Führung auf individueller und organisationaler Ebene
Wie können wir nun nach zwei Jahren Pandemie den psychischen Belastungen und Erschöpfungszuständen begegnen? Entlastung und Sinnstiftung bieten eine positive Art der Führung, die heute gefragter ist als je zuvor.
Wussten Sie, dass sich eine Führung, die auf Wertschätzung und Anerkennung setzt, doppelt rechnet? Zum einen verursacht es keine Kosten, wenn wir Menschen wertschätzen und ihre Leistungen anerkennen. Wir müssen „nur“ unsere Haltung und Kommunikationskompetenz hinterfragen und gegebenenfalls anpassen. Zum anderen hat wertschätzendes und anerkennendes Führen oft einen größeren Effekt auf die Arbeitsfähigkeit als herkömmliche Gesundheitsangebote. Denn gute soziale Beziehungen stärken die psychische Gesundheit nachhaltig.

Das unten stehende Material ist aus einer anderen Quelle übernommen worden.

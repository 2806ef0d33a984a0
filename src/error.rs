use thiserror::Error;

/// Failures of the pure range/amount calculator. None of them are transient.
#[derive(Debug, Clone, PartialEq, Error)]
pub enum CalcError {
    #[error("invalid input: {0}")]
    InvalidInput(String),

    #[error("range too narrow for this fee tier (ticks {tick_lower}..{tick_upper} with spacing {tick_spacing}); widen it or pick a different fee tier")]
    DegenerateRange {
        tick_lower: i32,
        tick_upper: i32,
        tick_spacing: i32,
    },

    #[error("configuration error: {0}")]
    Configuration(String),
}

impl CalcError {
    pub fn invalid(msg: impl Into<String>) -> Self {
        CalcError::InvalidInput(msg.into())
    }

    pub fn config(msg: impl Into<String>) -> Self {
        CalcError::Configuration(msg.into())
    }

    /// Short machine-readable tag used in API error bodies.
    pub fn kind(&self) -> &'static str {
        match self {
            CalcError::InvalidInput(_) => "invalid_input",
            CalcError::DegenerateRange { .. } => "degenerate_range",
            CalcError::Configuration(_) => "configuration",
        }
    }
}

pub type CalcResult<T> = Result<T, CalcError>;
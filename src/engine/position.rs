// position.rs
//
// "Prepare position" calculation: validate -> resolve ticks -> derive desired
// amounts -> reconcile into (liquidity, amount0, amount1). Pure and synchronous,
// so one planner can be shared across request handlers without locking.

use num_bigint::BigInt;
use std::str::FromStr;

use crate::engine::amounts::{desired_amounts, validate_amount_request, DesiredAmounts};
use crate::engine::range::{resolve_tick_range, validate_bounds};
use crate::error::{CalcError, CalcResult};
use crate::math::liquidity::{max_liquidity_for_amounts, mint_amounts};
use crate::math::tick_math::{
    get_sqrt_ratio_at_tick, get_tick_at_sqrt_ratio, human_to_raw_price, max_sqrt_ratio,
    min_sqrt_ratio, raw_to_human_price, tick_to_price,
};
use crate::models::{AmountRequest, PoolSnapshot, PreparedPosition, RangeRequest, TickRange, TokenPricing};

#[derive(Debug, Clone, PartialEq, Eq)]
pub struct Reconciled {
    pub liquidity: BigInt,
    pub amount0: BigInt,
    pub amount1: BigInt,
}

/// Turns upper-bound deposit amounts into the liquidity actually mintable and the
/// amounts that mint consumes.
pub trait AmountReconciler {
    fn reconcile(
        &self,
        sqrt_price_x96: &BigInt,
        range: &TickRange,
        desired: &DesiredAmounts,
    ) -> CalcResult<Reconciled>;
}

/// Uniswap v3 LiquidityAmounts + Position.mintAmounts, in exact integer math.
#[derive(Debug, Clone, Copy, Default)]
pub struct ExactV3Reconciler;

impl AmountReconciler for ExactV3Reconciler {
    fn reconcile(
        &self,
        sqrt_price_x96: &BigInt,
        range: &TickRange,
        desired: &DesiredAmounts,
    ) -> CalcResult<Reconciled> {
        let sa = get_sqrt_ratio_at_tick(range.tick_lower)?;
        let sb = get_sqrt_ratio_at_tick(range.tick_upper)?;

        let liquidity = max_liquidity_for_amounts(sqrt_price_x96, &sa, &sb, &desired.amount0, &desired.amount1);
        if liquidity > BigInt::from(u128::MAX) {
            return Err(CalcError::invalid(format!(
                "liquidity {} exceeds what a single position can hold", liquidity
            )));
        }
        let (amount0, amount1) = mint_amounts(sqrt_price_x96, &sa, &sb, &liquidity);
        Ok(Reconciled { liquidity, amount0, amount1 })
    }
}

#[derive(Debug, Clone, Default)]
pub struct PositionPlanner<R = ExactV3Reconciler> {
    reconciler: R,
}

impl PositionPlanner<ExactV3Reconciler> {
    pub fn new() -> Self {
        Self { reconciler: ExactV3Reconciler }
    }
}

impl<R: AmountReconciler> PositionPlanner<R> {
    pub fn with_reconciler(reconciler: R) -> Self {
        Self { reconciler }
    }

    pub fn prepare(
        &self,
        snapshot: &PoolSnapshot,
        range_request: &RangeRequest,
        amount_request: &AmountRequest,
        pricing: &TokenPricing,
    ) -> CalcResult<PreparedPosition> {
        // amounts first: a bad deposit never reaches tick resolution
        validate_amount_request(amount_request)?;

        let (decimals0, decimals1) = snapshot_decimals(snapshot)?;
        let sqrt_price_x96 = parse_sqrt_price(&snapshot.sqrt_price_x96)?;

        if let Ok(tick) = get_tick_at_sqrt_ratio(&sqrt_price_x96) {
            if tick != snapshot.tick {
                log::warn!("snapshot tick {} disagrees with sqrt price (tick {}); using sqrt price", snapshot.tick, tick);
            }
        }

        let raw_request = match *range_request {
            RangeRequest::FullRange => RangeRequest::FullRange,
            RangeRequest::Bounds { min_price, max_price } => {
                validate_bounds(min_price, max_price)?;
                RangeRequest::Bounds {
                    min_price: human_to_raw_price(min_price, decimals0, decimals1),
                    max_price: human_to_raw_price(max_price, decimals0, decimals1),
                }
            }
        };
        let range = resolve_tick_range(&raw_request, snapshot.tick_spacing)?;

        let desired = desired_amounts(amount_request, decimals0, decimals1, pricing)?;
        let reconciled = self.reconciler.reconcile(&sqrt_price_x96, &range, &desired)?;

        log::debug!(
            "prepared position ticks {}..{} L={} amount0={} amount1={}",
            range.tick_lower, range.tick_upper, reconciled.liquidity, reconciled.amount0, reconciled.amount1
        );

        Ok(PreparedPosition {
            tick_lower: range.tick_lower,
            tick_upper: range.tick_upper,
            price_lower: raw_to_human_price(tick_to_price(range.tick_lower), decimals0, decimals1),
            price_upper: raw_to_human_price(tick_to_price(range.tick_upper), decimals0, decimals1),
            amount0: reconciled.amount0.to_string(),
            amount1: reconciled.amount1.to_string(),
            liquidity: reconciled.liquidity.to_string(),
        })
    }
}

fn snapshot_decimals(snapshot: &PoolSnapshot) -> CalcResult<(u8, u8)> {
    match (snapshot.token0_decimals, snapshot.token1_decimals) {
        (Some(d0), Some(d1)) => Ok((d0, d1)),
        _ => Err(CalcError::config("pool snapshot is missing token decimals")),
    }
}

/// Q64.96 decimal string -> BigInt within [MIN_SQRT_RATIO, MAX_SQRT_RATIO).
pub fn parse_sqrt_price(value: &str) -> CalcResult<BigInt> {
    let v = BigInt::from_str(value.trim())
        .map_err(|_| CalcError::invalid(format!("sqrt_price_x96 must be a decimal integer, got {:?}", value)))?;
    if v < min_sqrt_ratio() || v >= max_sqrt_ratio() {
        return Err(CalcError::invalid(format!("sqrt_price_x96 {} outside the valid range", v)));
    }
    Ok(v)
}

#[cfg(test)]
mod tests {
    use super::*;
    use num_traits::Zero;

    fn snapshot_at_tick(tick: i32, spacing: i32, d0: u8, d1: u8) -> PoolSnapshot {
        PoolSnapshot {
            sqrt_price_x96: get_sqrt_ratio_at_tick(tick).unwrap().to_string(),
            tick,
            tick_spacing: spacing,
            token0_decimals: Some(d0),
            token1_decimals: Some(d1),
        }
    }

    fn priced(p: f64) -> TokenPricing {
        TokenPricing { token0_price_usd: Some(p), ..TokenPricing::default() }
    }

    #[test]
    fn negative_target_is_rejected_before_ticks() {
        // spacing 0 would fail range resolution; the amount error must win
        let snap = snapshot_at_tick(0, 0, 18, 18);
        let err = PositionPlanner::new()
            .prepare(&snap, &RangeRequest::FullRange, &AmountRequest::TargetUsd { target_usd: -5.0 }, &priced(1.0))
            .unwrap_err();
        assert!(matches!(err, CalcError::InvalidInput(ref m) if m.contains("target_usd")));
    }

    #[test]
    fn missing_decimals_is_configuration_error() {
        let mut snap = snapshot_at_tick(0, 60, 18, 18);
        snap.token1_decimals = None;
        let err = PositionPlanner::new()
            .prepare(&snap, &RangeRequest::FullRange, &AmountRequest::TargetUsd { target_usd: 10.0 }, &priced(1.0))
            .unwrap_err();
        assert!(matches!(err, CalcError::Configuration(_)));
    }

    #[test]
    fn garbage_sqrt_price_is_invalid() {
        for s in ["", "abc", "0", "-5"] {
            let mut snap = snapshot_at_tick(0, 60, 18, 18);
            snap.sqrt_price_x96 = s.to_string();
            let err = PositionPlanner::new()
                .prepare(&snap, &RangeRequest::FullRange, &AmountRequest::TargetUsd { target_usd: 10.0 }, &priced(1.0))
                .unwrap_err();
            assert!(matches!(err, CalcError::InvalidInput(_)), "input {:?}", s);
        }
    }

    #[test]
    fn in_range_position_consumes_both_tokens_within_bounds() {
        // equal decimals, price 1.0, range 0.9..1.1
        let snap = snapshot_at_tick(0, 10, 18, 18);
        let p = PositionPlanner::new()
            .prepare(
                &snap,
                &RangeRequest::Bounds { min_price: 0.9, max_price: 1.1 },
                &AmountRequest::TargetUsd { target_usd: 2000.0 },
                &priced(1.0),
            )
            .unwrap();
        assert_eq!(p.tick_lower % 10, 0);
        assert_eq!(p.tick_upper % 10, 0);
        assert!(p.tick_lower < 0 && p.tick_upper > 0);
        let a0 = BigInt::from_str(&p.amount0).unwrap();
        let a1 = BigInt::from_str(&p.amount1).unwrap();
        let cap = BigInt::from(1000u64) * BigInt::from(10u64.pow(18));
        assert!(a0 > BigInt::zero() && a0 <= cap);
        assert!(a1 > BigInt::zero() && a1 <= cap);
        assert!(BigInt::from_str(&p.liquidity).unwrap() > BigInt::zero());
        assert!(p.price_lower < 1.0 && p.price_upper > 1.0);
    }

    #[test]
    fn range_above_price_uses_only_token0() {
        let snap = snapshot_at_tick(0, 60, 18, 18);
        let p = PositionPlanner::new()
            .prepare(
                &snap,
                &RangeRequest::Bounds { min_price: 1.5, max_price: 2.0 },
                &AmountRequest::Raw { amount0_raw: "1000000".into(), amount1_raw: "1000000".into() },
                &TokenPricing::default(),
            )
            .unwrap();
        assert_eq!(p.amount1, "0");
        assert_ne!(p.amount0, "0");
    }

    #[test]
    fn human_prices_are_scaled_by_decimals() {
        // WETH(18)/USDC(6) at 3000 USDC per WETH
        let raw = human_to_raw_price(3000.0, 18, 6);
        let tick = crate::math::tick_math::price_to_tick(raw).unwrap();
        let snap = snapshot_at_tick(tick, 60, 18, 6);
        let p = PositionPlanner::new()
            .prepare(
                &snap,
                &RangeRequest::Bounds { min_price: 2500.0, max_price: 3500.0 },
                &AmountRequest::TargetUsd { target_usd: 10_000.0 },
                &priced(3000.0),
            )
            .unwrap();
        assert!(p.tick_lower < tick && tick < p.tick_upper);
        assert!((p.price_lower - 2500.0).abs() / 2500.0 < 0.01, "{}", p.price_lower);
        assert!((p.price_upper - 3500.0).abs() / 3500.0 < 0.01, "{}", p.price_upper);
        // at most ~1.67 WETH and 5000 USDC
        assert!(BigInt::from_str(&p.amount0).unwrap() <= BigInt::from(1_666_666_666_666_666_667u64));
        assert!(BigInt::from_str(&p.amount1).unwrap() <= BigInt::from(5_000_000_000u64));
    }

    #[test]
    fn liquidity_beyond_u128_is_rejected() {
        let snap = snapshot_at_tick(0, 60, 18, 18);
        let huge = format!("1{}", "0".repeat(60));
        let err = PositionPlanner::new()
            .prepare(
                &snap,
                &RangeRequest::FullRange,
                &AmountRequest::Raw { amount0_raw: huge.clone(), amount1_raw: huge },
                &TokenPricing::default(),
            )
            .unwrap_err();
        assert!(matches!(err, CalcError::InvalidInput(ref m) if m.contains("liquidity")), "{}", err);
    }

    struct FixedReconciler;

    impl AmountReconciler for FixedReconciler {
        fn reconcile(&self, _: &BigInt, _: &TickRange, d: &DesiredAmounts) -> CalcResult<Reconciled> {
            Ok(Reconciled { liquidity: BigInt::from(7), amount0: d.amount0.clone(), amount1: d.amount1.clone() })
        }
    }

    #[test]
    fn reconciler_is_pluggable() {
        let snap = snapshot_at_tick(0, 60, 6, 6);
        let p = PositionPlanner::with_reconciler(FixedReconciler)
            .prepare(
                &snap,
                &RangeRequest::FullRange,
                &AmountRequest::Raw { amount0_raw: "11".into(), amount1_raw: "22".into() },
                &TokenPricing::default(),
            )
            .unwrap();
        assert_eq!((p.liquidity.as_str(), p.amount0.as_str(), p.amount1.as_str()), ("7", "11", "22"));
    }
}
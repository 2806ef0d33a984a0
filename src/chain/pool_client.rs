use anyhow::{Context, Result};
use ethers::contract::abigen;
use ethers::prelude::*;
use std::sync::Arc;

use crate::models::PoolSnapshot;

abigen!(
    UniswapV3Pool,
    r#"[
        function slot0() external view returns (uint160 sqrtPriceX96, int24 tick, uint16 observationIndex, uint16 observationCardinality, uint16 observationCardinalityNext, uint8 feeProtocol, bool unlocked)
        function tickSpacing() external view returns (int24)
        function token0() external view returns (address)
        function token1() external view returns (address)
    ]"#
);

abigen!(
    Erc20Metadata,
    r#"[
        function decimals() external view returns (uint8)
    ]"#
);

/// Read slot0, spacing and both tokens' decimals for a v3 pool. Pool reads run
/// concurrently, then the two decimals reads.
pub async fn load_v3_pool_snapshot(
    provider: Arc<Provider<Http>>,
    pool_address: Address,
) -> Result<PoolSnapshot> {
    let pool = UniswapV3Pool::new(pool_address, provider.clone());

    let slot0_call = pool.slot_0();
    let spacing_call = pool.tick_spacing();
    let token0_call = pool.token_0();
    let token1_call = pool.token_1();

    let (slot0, tick_spacing, token0, token1) = futures::try_join!(
        slot0_call.call(),
        spacing_call.call(),
        token0_call.call(),
        token1_call.call()
    )
    .with_context(|| format!("Failed to read pool state for {:?}", pool_address))?;

    let (sqrt_price_x96, tick, ..) = slot0;
    log::debug!("v3 pool {:?}: tick: {}, spacing: {}, sqrtPriceX96: {}", pool_address, tick, tick_spacing, sqrt_price_x96);

    let erc0 = Erc20Metadata::new(token0, provider.clone());
    let erc1 = Erc20Metadata::new(token1, provider);
    let dec0_call = erc0.decimals();
    let dec1_call = erc1.decimals();
    let (token0_decimals, token1_decimals) = futures::try_join!(dec0_call.call(), dec1_call.call())
        .with_context(|| format!("Failed to read token decimals for {:?}/{:?}", token0, token1))?;

    Ok(snapshot_from_parts(sqrt_price_x96, tick, tick_spacing, token0_decimals, token1_decimals))
}

pub fn snapshot_from_parts(
    sqrt_price_x96: U256,
    tick: i32,
    tick_spacing: i32,
    token0_decimals: u8,
    token1_decimals: u8,
) -> PoolSnapshot {
    PoolSnapshot {
        sqrt_price_x96: sqrt_price_x96.to_string(),
        tick,
        tick_spacing,
        token0_decimals: Some(token0_decimals),
        token1_decimals: Some(token1_decimals),
    }
}
use crate::agent::parser::extract_expression;
use crate::agent::prompt::build_preamble;
use crate::error::{Result, TabchatError};
use crate::expr::evaluate;
use crate::llm::client::{ChatMessage, GenerationClient};
use crate::result::{normalize, render, render_failure, render_unextractable};
use crate::schema::SchemaDescriptor;
use crate::table::dataset::Dataset;

/// One completed chat turn: the rendered answer plus the raw generated text
/// to append to the conversation log.
#[derive(Debug, Clone)]
pub struct ChatOutcome {
    pub answer: String,
    pub generated: String,
}

/// Run one question through the full pipeline: compose, generate, extract,
/// execute, normalize, render.
///
/// `GenerationUnavailable` aborts the turn and propagates. Extraction and
/// execution failures do not: they are rendered into an explanatory answer
/// (showing the attempted expression) so the conversation can continue.
#[tracing::instrument(skip_all, fields(question_len = question.len(), history_len = history.len()))]
pub async fn answer_question(
    client: &dyn GenerationClient,
    dataset: &Dataset,
    descriptor: &SchemaDescriptor,
    history: &[ChatMessage],
    question: &str,
) -> Result<ChatOutcome> {
    let preamble = build_preamble(descriptor);

    // the sole suspension point of the pipeline
    let raw = client.generate(&preamble, history, question).await?;
    tracing::debug!(generated = %raw.trim(), "model produced candidate text");

    let answer = match extract_expression(&raw) {
        Err(TabchatError::UnextractableExpression { raw }) => {
            tracing::warn!("no expression recovered from model output");
            render_unextractable(&raw)
        }
        Err(other) => return Err(other),
        Ok(extraction) => match evaluate(&extraction.expr, dataset) {
            Err(eval_err) => {
                tracing::warn!(expression = %extraction.text, error = %eval_err, "execution failed");
                render_failure(&extraction.text, &eval_err.0)
            }
            Ok(value) => {
                let variant = normalize(value, dataset, &extraction.text);
                render(&variant)
            }
        },
    };

    Ok(ChatOutcome {
        answer,
        generated: raw.trim().replace('`', ""),
    })
}
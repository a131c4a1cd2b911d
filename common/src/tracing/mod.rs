pub mod init;

pub use init::{init_tracing, LogFormat, TelemetryGuard};
pub mod client;
pub mod cohere;

pub use client::{ChatMessage, ChatRole, GenerationClient};
pub use cohere::CohereClient;
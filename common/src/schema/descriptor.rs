use crate::schema::hints;
use crate::table::dataset::{Cell, Dataset};

/// Immutable snapshot of a dataset's shape plus a light statistical digest.
/// Recomputed on every upload; the prompt composer trusts it verbatim, so a
/// stale descriptor is a correctness bug.
#[derive(Debug, Clone)]
pub struct SchemaDescriptor {
    schema_text: String,
    record_count: usize,
    column_count: usize,
    top_department: Option<(String, String)>,
    salary_range: Option<(String, f64, f64)>,
}

impl SchemaDescriptor {
    /// Column listing in the form the prompt embeds: one `- 'name' (type: t)`
    /// line per column, in column order.
    pub fn schema_text(&self) -> &str {
        &self.schema_text
    }

    pub fn record_count(&self) -> usize {
        self.record_count
    }

    pub fn column_count(&self) -> usize {
        self.column_count
    }

    pub fn top_department(&self) -> Option<&(String, String)> {
        self.top_department.as_ref()
    }

    pub fn salary_range(&self) -> Option<&(String, f64, f64)> {
        self.salary_range.as_ref()
    }

    /// Summary facts as display sentences, used both for the prompt's
    /// precomputed summary answer and for tests.
    pub fn summary_sentences(&self) -> Vec<String> {
        let mut parts = vec![format!(
            "This dataset contains {} records and {} columns.",
            self.record_count, self.column_count
        )];

        if let Some((_, mode)) = &self.top_department {
            parts.push(format!(
                "The department with the most employees is '{}'.",
                mode
            ));
        }

        if let Some((_, min, max)) = &self.salary_range {
            parts.push(format!(
                "Gross salaries range from {} to {}.",
                format_amount(*min),
                format_amount(*max)
            ));
        }

        parts
    }
}

/// Derive the descriptor for a freshly loaded dataset. Pure; no side effects.
pub fn describe(dataset: &Dataset) -> SchemaDescriptor {
    let schema_text = dataset
        .columns()
        .iter()
        .map(|c| format!("- '{}' (type: {})", c.name, c.ty.as_str()))
        .collect::<Vec<_>>()
        .join("\n");

    let top_department = hints::department_column(dataset).and_then(|idx| {
        mode_of(dataset, idx).map(|mode| (dataset.column(idx).name.clone(), mode))
    });

    let salary_range = hints::numeric_salary_column(dataset).and_then(|idx| {
        numeric_range(dataset, idx).map(|(min, max)| (dataset.column(idx).name.clone(), min, max))
    });

    SchemaDescriptor {
        schema_text,
        record_count: dataset.row_count(),
        column_count: dataset.column_count(),
        top_department,
        salary_range,
    }
}

/// Most frequent non-null value; ties break to the lexicographically
/// smallest display form so the digest is deterministic.
fn mode_of(dataset: &Dataset, idx: usize) -> Option<String> {
    let mut counts: Vec<(String, usize)> = Vec::new();

    for cell in dataset.column_values(idx) {
        if cell.is_null() {
            continue;
        }
        let text = cell.to_text();
        match counts.iter_mut().find(|(v, _)| *v == text) {
            Some((_, n)) => *n += 1,
            None => counts.push((text, 1)),
        }
    }

    counts
        .into_iter()
        .max_by(|a, b| a.1.cmp(&b.1).then_with(|| b.0.cmp(&a.0)))
        .map(|(v, _)| v)
}

fn numeric_range(dataset: &Dataset, idx: usize) -> Option<(f64, f64)> {
    let mut range: Option<(f64, f64)> = None;
    for cell in dataset.column_values(idx) {
        if let Some(v) = cell.as_f64() {
            range = Some(match range {
                None => (v, v),
                Some((min, max)) => (min.min(v), max.max(v)),
            });
        }
    }
    range
}

/// Money display form: thousands separators, two decimals.
pub fn format_amount(value: f64) -> String {
    let negative = value < 0.0;
    let rounded = format!("{:.2}", value.abs());
    let (int_part, frac_part) = rounded.split_once('.').unwrap_or((&rounded, "00"));

    let mut grouped = String::new();
    for (i, ch) in int_part.chars().rev().enumerate() {
        if i > 0 && i % 3 == 0 {
            grouped.push(',');
        }
        grouped.push(ch);
    }
    let grouped: String = grouped.chars().rev().collect();

    if negative {
        format!("-{}.{}", grouped, frac_part)
    } else {
        format!("{}.{}", grouped, frac_part)
    }
}

#[cfg(test)]
mod tests {
    use super::*;

    fn dataset() -> Dataset {
        Dataset::new(
            vec![
                "emp_name".to_string(),
                "dept".to_string(),
                "gross_sal".to_string(),
            ],
            vec![
                vec![
                    Cell::Str("mohan".to_string()),
                    Cell::Str("hr".to_string()),
                    Cell::Int(42000),
                ],
                vec![
                    Cell::Str("asha".to_string()),
                    Cell::Str("engineering".to_string()),
                    Cell::Int(61000),
                ],
                vec![
                    Cell::Str("ravi".to_string()),
                    Cell::Str("hr".to_string()),
                    Cell::Float(55000.5),
                ],
            ],
        )
        .unwrap()
    }

    #[test]
    fn test_schema_text_covers_every_column() {
        let ds = dataset();
        let descriptor = describe(&ds);
        assert_eq!(
            descriptor.schema_text().lines().count(),
            ds.column_count()
        );
        for column in ds.columns() {
            assert!(descriptor
                .schema_text()
                .contains(&format!("'{}' (type: {})", column.name, column.ty.as_str())));
        }
    }

    #[test]
    fn test_digest_facts() {
        let descriptor = describe(&dataset());
        assert_eq!(descriptor.record_count(), 3);
        let (col, mode) = descriptor.top_department().unwrap();
        assert_eq!(col, "dept");
        assert_eq!(mode, "hr");
        let (col, min, max) = descriptor.salary_range().unwrap();
        assert_eq!(col, "gross_sal");
        assert_eq!(*min, 42000.0);
        assert_eq!(*max, 61000.0);
    }

    #[test]
    fn test_textual_salary_column_has_no_range() {
        let ds = Dataset::new(
            vec!["sal_band".to_string()],
            vec![vec![Cell::Str("A".to_string())]],
        )
        .unwrap();
        assert!(describe(&ds).salary_range().is_none());
    }

    #[test]
    fn test_summary_sentences() {
        let sentences = describe(&dataset()).summary_sentences();
        assert_eq!(sentences.len(), 3);
        assert!(sentences[0].contains("3 records and 3 columns"));
        assert!(sentences[2].contains("42,000.00 to 61,000.00"));
    }

    #[test]
    fn test_format_amount() {
        assert_eq!(format_amount(42000.0), "42,000.00");
        assert_eq!(format_amount(1234567.891), "1,234,567.89");
        assert_eq!(format_amount(999.0), "999.00");
        assert_eq!(format_amount(-5000.0), "-5,000.00");
    }
}
use crate::error::Result;
use async_trait::async_trait;

/// The two-party vocabulary the generation API understands. Conversation
/// turns are mapped onto these roles at read time.
#[derive(Debug, Clone, Copy, PartialEq, Eq)]
pub enum ChatRole {
    User,
    Chatbot,
}

impl ChatRole {
    pub fn as_str(&self) -> &'static str {
        match self {
            ChatRole::User => "USER",
            ChatRole::Chatbot => "CHATBOT",
        }
    }
}

#[derive(Debug, Clone)]
pub struct ChatMessage {
    pub role: ChatRole,
    pub content: String,
}

impl ChatMessage {
    pub fn user(content: impl Into<String>) -> Self {
        Self {
            role: ChatRole::User,
            content: content.into(),
        }
    }

    pub fn chatbot(content: impl Into<String>) -> Self {
        Self {
            role: ChatRole::Chatbot,
            content: content.into(),
        }
    }
}

/// External capability that turns a question into one line of expression
/// text. Treated as untrusted and unreliable: callers must survive prose,
/// fences, and outright garbage in the returned text.
#[async_trait]
pub trait GenerationClient: Send + Sync {
    /// Produce candidate expression text for `question`, given the fixed
    /// preamble and a bounded window of prior turns. Transport failures
    /// surface as `GenerationUnavailable`, never as a silent empty string.
    async fn generate(
        &self,
        preamble: &str,
        history: &[ChatMessage],
        question: &str,
    ) -> Result<String>;
}

#[cfg(test)]
mod tests {
    use super::*;

    #[test]
    fn test_message_constructors() {
        let msg = ChatMessage::user("hi");
        assert_eq!(msg.role, ChatRole::User);
        assert_eq!(msg.content, "hi");
        assert_eq!(ChatRole::Chatbot.as_str(), "CHATBOT");
    }
}
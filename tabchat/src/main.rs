use mimalloc::MiMalloc;

#[global_allocator]
static GLOBAL: MiMalloc = MiMalloc;

mod cmd;
mod http;

use clap::Parser;

#[tokio::main]
async fn main() -> anyhow::Result<()> {
    let args = cmd::Cli::parse();
    args.execute().await
}
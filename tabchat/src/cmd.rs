use anyhow::Result;
use clap::{Parser, Subcommand};
use common::llm::{CohereClient, GenerationClient};
use common::session::SessionStore;
use common::tracing::init_tracing;
use std::net::SocketAddr;
use std::sync::Arc;
use std::time::Duration;

#[derive(Parser)]
#[command(name = "tabchat")]
#[command(about = "chat with an uploaded table", long_about = None)]
pub struct Cli {
    #[command(subcommand)]
    command: Commands,
}

#[derive(Subcommand)]
enum Commands {
    /// Run the HTTP service
    Serve {
        /// Host address to bind to
        #[arg(long, env = "TABCHAT_HOST", default_value = "127.0.0.1")]
        host: String,

        /// Port to bind to
        #[arg(long, env = "TABCHAT_PORT", default_value = "8080")]
        port: u16,

        /// Cohere API key; without it uploads still work but chat reports
        /// the generator as unconfigured
        #[arg(long, env = "COHERE_API_KEY")]
        cohere_api_key: Option<String>,

        /// Generation model name
        #[arg(long, env = "TABCHAT_MODEL")]
        model: Option<String>,

        /// Timeout for one generation call, in seconds
        #[arg(long, env = "TABCHAT_GENERATION_TIMEOUT_SECS", default_value = "30")]
        generation_timeout_secs: u64,

        /// Maximum upload size in megabytes
        #[arg(long, env = "TABCHAT_UPLOAD_LIMIT_MB", default_value = "50")]
        upload_limit_mb: usize,
    },
}

impl Cli {
    pub async fn execute(self) -> Result<()> {
        match self.command {
            Commands::Serve {
                host,
                port,
                cohere_api_key,
                model,
                generation_timeout_secs,
                upload_limit_mb,
            } => {
                serve(
                    host,
                    port,
                    cohere_api_key,
                    model,
                    generation_timeout_secs,
                    upload_limit_mb,
                )
                .await
            }
        }
    }
}

async fn serve(
    host: String,
    port: u16,
    cohere_api_key: Option<String>,
    model: Option<String>,
    generation_timeout_secs: u64,
    upload_limit_mb: usize,
) -> Result<()> {
    let _guard = init_tracing("tabchat")?;

    let client: Option<Arc<dyn GenerationClient>> = match cohere_api_key {
        Some(key) if !key.is_empty() => {
            let timeout = Duration::from_secs(generation_timeout_secs);
            let mut cohere = CohereClient::new(key, timeout)?;
            if let Some(model) = model {
                cohere = cohere.with_model(model);
            }
            tracing::info!(
                timeout_secs = generation_timeout_secs,
                "generation client configured"
            );
            Some(Arc::new(cohere))
        }
        _ => {
            tracing::warn!("no api key configured; chat will report the generator as unavailable");
            None
        }
    };

    let upload_limit_bytes = upload_limit_mb * 1024 * 1024;
    let state = crate::http::AppState {
        store: Arc::new(SessionStore::new()),
        client,
    };

    let app = crate::http::build_router(state, upload_limit_bytes);

    let addr: SocketAddr = format!("{}:{}", host, port).parse()?;
    tracing::info!(%addr, upload_limit_mb, "starting tabchat server");

    let listener = tokio::net::TcpListener::bind(addr).await?;
    axum::serve(listener, app).await?;

    Ok(())
}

Dabei sollten Unternehmen auf zwei Ebenen ansetzen: auf der Ebene des Individuums und der Ebene der Organisation. Die Unternehmenskultur prägt die Menschen und diese wiederum prägen die Organisation (Berger 2018). So ist es nicht nur die Aufgabe der einzelnen Vorgesetzten, gesund zu führen, auch die Organisation muss Regeln und Strukturen haben, die Gesundheit fördern und Leistung ermöglichen. Um diese strukturelle Führung zu gewährleisten, können Unternehmen an verschiedenen Stellschrauben drehen: Darunter sind die Werte und Strategien der Organisation ebenso wie die Gestaltung von Gesundheits- und Konfliktmanagement.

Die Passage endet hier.